[Stored items]
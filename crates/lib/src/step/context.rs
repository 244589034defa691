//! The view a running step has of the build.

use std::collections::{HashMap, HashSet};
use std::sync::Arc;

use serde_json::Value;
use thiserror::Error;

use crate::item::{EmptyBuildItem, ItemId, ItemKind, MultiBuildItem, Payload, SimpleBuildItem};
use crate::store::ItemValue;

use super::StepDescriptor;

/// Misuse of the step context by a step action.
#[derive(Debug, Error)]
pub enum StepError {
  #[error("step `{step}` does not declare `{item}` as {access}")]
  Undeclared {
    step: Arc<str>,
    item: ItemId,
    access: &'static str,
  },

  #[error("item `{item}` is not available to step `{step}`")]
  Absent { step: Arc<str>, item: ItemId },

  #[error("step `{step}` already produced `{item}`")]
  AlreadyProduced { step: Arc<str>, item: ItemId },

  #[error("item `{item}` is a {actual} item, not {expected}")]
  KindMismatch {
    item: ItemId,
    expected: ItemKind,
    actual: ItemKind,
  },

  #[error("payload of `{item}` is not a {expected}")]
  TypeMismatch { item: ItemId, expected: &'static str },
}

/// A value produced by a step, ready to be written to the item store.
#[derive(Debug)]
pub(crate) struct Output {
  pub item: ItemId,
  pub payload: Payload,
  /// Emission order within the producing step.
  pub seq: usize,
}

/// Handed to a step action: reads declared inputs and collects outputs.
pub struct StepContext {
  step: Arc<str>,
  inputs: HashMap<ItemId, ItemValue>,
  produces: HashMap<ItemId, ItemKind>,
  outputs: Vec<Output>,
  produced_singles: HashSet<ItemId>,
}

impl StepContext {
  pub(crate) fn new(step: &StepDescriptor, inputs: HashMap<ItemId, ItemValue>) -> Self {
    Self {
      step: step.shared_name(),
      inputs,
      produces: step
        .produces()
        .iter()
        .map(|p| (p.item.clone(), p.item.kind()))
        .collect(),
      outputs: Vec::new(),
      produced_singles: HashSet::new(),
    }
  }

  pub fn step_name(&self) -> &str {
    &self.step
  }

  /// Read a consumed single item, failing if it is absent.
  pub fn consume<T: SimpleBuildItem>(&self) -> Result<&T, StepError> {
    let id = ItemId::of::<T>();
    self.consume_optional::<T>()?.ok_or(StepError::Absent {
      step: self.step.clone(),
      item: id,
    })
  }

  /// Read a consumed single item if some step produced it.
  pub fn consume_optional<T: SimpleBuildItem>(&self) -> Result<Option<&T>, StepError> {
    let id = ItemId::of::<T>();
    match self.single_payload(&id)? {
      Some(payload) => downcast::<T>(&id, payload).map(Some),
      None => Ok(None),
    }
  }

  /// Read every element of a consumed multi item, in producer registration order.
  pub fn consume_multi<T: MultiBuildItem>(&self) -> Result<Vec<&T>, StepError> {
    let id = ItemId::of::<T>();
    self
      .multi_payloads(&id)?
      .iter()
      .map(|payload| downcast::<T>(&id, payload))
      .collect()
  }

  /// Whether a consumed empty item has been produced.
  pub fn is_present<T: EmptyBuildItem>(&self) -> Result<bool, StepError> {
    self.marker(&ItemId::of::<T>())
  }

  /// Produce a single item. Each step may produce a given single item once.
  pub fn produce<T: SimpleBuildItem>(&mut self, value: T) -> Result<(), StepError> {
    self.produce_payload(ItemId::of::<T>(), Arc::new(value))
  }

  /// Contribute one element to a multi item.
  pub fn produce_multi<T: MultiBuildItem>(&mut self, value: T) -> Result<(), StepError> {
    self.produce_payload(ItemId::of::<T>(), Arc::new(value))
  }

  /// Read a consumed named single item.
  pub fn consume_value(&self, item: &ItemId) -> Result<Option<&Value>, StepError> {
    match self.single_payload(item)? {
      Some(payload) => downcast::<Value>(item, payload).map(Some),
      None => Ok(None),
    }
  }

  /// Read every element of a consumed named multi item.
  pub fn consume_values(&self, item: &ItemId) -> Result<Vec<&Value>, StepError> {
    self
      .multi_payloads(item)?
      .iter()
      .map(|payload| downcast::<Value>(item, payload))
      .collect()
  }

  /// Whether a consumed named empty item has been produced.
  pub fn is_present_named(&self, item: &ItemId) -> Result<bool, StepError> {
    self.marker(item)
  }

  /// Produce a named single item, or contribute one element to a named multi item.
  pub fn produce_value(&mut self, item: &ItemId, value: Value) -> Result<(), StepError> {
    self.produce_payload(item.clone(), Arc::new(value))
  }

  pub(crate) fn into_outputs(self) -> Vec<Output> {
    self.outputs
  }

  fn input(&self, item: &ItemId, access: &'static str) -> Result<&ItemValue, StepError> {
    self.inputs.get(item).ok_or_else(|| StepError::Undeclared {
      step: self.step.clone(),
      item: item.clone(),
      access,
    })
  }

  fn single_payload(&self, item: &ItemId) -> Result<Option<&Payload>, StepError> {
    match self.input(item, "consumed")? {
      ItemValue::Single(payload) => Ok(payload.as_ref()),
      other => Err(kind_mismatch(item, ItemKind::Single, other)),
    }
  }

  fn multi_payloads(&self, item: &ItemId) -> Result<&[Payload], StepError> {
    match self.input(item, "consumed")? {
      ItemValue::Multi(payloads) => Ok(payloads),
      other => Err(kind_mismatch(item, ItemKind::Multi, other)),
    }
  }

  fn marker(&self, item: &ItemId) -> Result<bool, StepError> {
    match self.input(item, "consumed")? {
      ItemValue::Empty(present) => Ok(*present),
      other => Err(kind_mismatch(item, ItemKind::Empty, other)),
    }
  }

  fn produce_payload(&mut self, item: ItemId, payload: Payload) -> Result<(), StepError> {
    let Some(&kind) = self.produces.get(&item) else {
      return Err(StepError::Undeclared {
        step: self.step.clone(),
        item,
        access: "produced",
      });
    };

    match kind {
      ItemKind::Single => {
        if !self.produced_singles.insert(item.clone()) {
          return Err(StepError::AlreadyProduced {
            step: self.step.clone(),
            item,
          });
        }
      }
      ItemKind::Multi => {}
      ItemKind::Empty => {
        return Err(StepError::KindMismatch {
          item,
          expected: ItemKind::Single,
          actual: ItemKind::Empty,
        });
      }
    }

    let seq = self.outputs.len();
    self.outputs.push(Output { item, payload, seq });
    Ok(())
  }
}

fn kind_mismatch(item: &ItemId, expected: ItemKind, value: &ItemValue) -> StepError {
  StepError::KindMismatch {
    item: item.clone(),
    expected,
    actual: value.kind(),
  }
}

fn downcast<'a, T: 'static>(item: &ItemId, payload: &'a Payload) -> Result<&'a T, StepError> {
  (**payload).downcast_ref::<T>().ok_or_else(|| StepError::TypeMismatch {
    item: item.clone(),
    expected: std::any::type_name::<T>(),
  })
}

...

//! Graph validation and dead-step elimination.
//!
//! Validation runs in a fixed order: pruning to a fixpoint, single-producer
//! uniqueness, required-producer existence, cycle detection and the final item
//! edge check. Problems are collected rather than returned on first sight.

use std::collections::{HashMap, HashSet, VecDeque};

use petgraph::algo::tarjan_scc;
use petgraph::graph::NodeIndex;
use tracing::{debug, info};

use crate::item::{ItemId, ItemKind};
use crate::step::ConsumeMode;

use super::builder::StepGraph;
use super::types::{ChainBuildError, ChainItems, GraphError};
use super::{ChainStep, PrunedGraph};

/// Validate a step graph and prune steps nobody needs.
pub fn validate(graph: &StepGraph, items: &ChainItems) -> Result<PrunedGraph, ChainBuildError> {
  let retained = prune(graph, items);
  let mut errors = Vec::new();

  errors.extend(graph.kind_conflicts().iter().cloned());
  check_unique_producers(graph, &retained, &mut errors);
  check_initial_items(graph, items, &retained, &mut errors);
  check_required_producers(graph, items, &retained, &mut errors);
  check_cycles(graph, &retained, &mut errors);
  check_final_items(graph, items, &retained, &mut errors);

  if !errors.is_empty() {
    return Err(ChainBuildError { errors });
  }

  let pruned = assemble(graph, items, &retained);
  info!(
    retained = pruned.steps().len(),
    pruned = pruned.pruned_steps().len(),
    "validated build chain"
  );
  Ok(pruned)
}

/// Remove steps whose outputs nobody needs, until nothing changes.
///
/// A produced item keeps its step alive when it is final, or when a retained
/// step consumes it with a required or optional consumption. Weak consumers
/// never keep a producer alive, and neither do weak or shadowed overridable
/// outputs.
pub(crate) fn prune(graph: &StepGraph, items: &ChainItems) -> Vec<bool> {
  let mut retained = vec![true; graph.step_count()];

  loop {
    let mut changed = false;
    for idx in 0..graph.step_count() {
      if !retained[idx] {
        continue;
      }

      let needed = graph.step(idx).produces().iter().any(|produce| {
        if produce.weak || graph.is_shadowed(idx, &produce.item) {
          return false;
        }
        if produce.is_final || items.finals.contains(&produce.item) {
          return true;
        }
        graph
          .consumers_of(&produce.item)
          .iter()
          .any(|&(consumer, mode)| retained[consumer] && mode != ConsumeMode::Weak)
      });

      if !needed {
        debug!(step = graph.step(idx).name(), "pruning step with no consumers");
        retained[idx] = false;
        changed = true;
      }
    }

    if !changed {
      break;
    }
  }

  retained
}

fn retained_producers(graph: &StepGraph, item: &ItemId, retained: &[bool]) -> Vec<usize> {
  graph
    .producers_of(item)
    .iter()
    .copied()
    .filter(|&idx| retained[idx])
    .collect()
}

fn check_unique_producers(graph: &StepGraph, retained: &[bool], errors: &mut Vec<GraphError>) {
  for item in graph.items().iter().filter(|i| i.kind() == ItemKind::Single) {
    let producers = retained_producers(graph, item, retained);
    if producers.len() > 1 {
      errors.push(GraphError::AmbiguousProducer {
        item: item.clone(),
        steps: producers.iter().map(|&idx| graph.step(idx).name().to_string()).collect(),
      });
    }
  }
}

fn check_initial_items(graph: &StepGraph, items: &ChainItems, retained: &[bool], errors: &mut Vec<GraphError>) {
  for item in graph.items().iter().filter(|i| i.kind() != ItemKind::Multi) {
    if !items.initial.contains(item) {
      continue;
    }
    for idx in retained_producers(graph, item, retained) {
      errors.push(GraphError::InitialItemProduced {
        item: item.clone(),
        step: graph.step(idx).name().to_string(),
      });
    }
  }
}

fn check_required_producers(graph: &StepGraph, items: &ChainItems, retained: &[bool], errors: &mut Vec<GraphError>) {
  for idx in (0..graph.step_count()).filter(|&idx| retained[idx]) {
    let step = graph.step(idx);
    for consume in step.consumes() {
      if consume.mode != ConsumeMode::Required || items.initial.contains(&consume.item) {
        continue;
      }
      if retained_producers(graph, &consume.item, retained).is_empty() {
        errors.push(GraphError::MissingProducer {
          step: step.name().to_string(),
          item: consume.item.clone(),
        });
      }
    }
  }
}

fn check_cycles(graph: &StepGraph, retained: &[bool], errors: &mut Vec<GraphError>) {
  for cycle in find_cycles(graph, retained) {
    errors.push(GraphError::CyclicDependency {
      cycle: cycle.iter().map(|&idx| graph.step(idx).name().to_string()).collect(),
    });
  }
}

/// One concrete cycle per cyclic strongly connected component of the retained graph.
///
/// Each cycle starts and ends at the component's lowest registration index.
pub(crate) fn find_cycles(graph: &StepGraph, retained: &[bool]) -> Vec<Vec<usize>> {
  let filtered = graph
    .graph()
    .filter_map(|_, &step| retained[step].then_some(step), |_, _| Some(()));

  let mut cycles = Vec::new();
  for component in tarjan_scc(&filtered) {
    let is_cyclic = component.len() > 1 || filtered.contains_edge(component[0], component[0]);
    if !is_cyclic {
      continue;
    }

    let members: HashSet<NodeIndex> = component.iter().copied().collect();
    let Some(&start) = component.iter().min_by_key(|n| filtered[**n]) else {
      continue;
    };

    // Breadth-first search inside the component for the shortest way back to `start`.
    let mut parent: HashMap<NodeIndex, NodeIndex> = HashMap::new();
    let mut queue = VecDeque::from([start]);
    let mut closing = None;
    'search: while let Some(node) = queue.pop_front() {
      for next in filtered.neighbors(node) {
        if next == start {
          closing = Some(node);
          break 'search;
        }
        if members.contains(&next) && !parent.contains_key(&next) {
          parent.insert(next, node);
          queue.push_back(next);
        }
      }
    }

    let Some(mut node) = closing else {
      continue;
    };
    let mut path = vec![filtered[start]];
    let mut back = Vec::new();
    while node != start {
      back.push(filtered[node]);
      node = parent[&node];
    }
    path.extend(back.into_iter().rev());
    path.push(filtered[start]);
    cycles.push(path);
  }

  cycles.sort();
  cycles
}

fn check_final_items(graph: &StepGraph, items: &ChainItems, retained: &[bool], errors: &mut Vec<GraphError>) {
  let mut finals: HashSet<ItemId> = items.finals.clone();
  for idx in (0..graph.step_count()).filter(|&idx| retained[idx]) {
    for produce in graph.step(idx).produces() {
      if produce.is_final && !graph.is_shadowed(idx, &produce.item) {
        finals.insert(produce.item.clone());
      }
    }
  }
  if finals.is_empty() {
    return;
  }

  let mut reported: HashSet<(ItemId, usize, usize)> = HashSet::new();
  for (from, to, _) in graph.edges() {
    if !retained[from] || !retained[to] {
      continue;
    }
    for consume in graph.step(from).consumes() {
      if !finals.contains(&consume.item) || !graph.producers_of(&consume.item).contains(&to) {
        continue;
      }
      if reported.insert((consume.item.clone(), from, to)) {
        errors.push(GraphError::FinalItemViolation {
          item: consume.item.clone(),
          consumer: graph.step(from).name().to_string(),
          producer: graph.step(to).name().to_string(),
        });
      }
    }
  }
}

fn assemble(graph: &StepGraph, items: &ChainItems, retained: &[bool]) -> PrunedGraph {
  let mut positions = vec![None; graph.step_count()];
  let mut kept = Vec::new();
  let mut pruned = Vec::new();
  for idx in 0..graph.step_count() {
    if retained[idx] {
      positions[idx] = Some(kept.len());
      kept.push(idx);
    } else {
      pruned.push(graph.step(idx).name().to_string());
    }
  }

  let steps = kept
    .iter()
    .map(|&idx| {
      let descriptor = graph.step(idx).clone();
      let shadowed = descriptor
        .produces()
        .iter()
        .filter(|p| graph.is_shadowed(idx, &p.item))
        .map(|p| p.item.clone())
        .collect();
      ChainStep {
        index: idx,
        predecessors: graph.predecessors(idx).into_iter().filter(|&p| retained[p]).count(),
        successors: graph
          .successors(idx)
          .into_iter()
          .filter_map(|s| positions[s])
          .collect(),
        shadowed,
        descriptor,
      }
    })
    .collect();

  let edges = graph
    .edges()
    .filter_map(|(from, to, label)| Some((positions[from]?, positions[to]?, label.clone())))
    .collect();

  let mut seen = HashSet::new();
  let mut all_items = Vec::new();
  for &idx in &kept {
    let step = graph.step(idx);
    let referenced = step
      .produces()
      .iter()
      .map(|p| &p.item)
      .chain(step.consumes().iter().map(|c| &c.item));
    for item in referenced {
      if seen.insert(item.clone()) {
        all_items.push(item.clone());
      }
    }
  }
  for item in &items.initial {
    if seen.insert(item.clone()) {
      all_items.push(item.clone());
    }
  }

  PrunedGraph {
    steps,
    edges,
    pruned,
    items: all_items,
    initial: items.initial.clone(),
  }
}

WHAT TO DO
Identify the lines of the data that contain the word "Undeclared". Copy each of them.

SOLVED EXERCISE
  Undeclared {
    self.inputs.get(item).ok_or_else(|| StepError::Undeclared {
      return Err(StepError::Undeclared {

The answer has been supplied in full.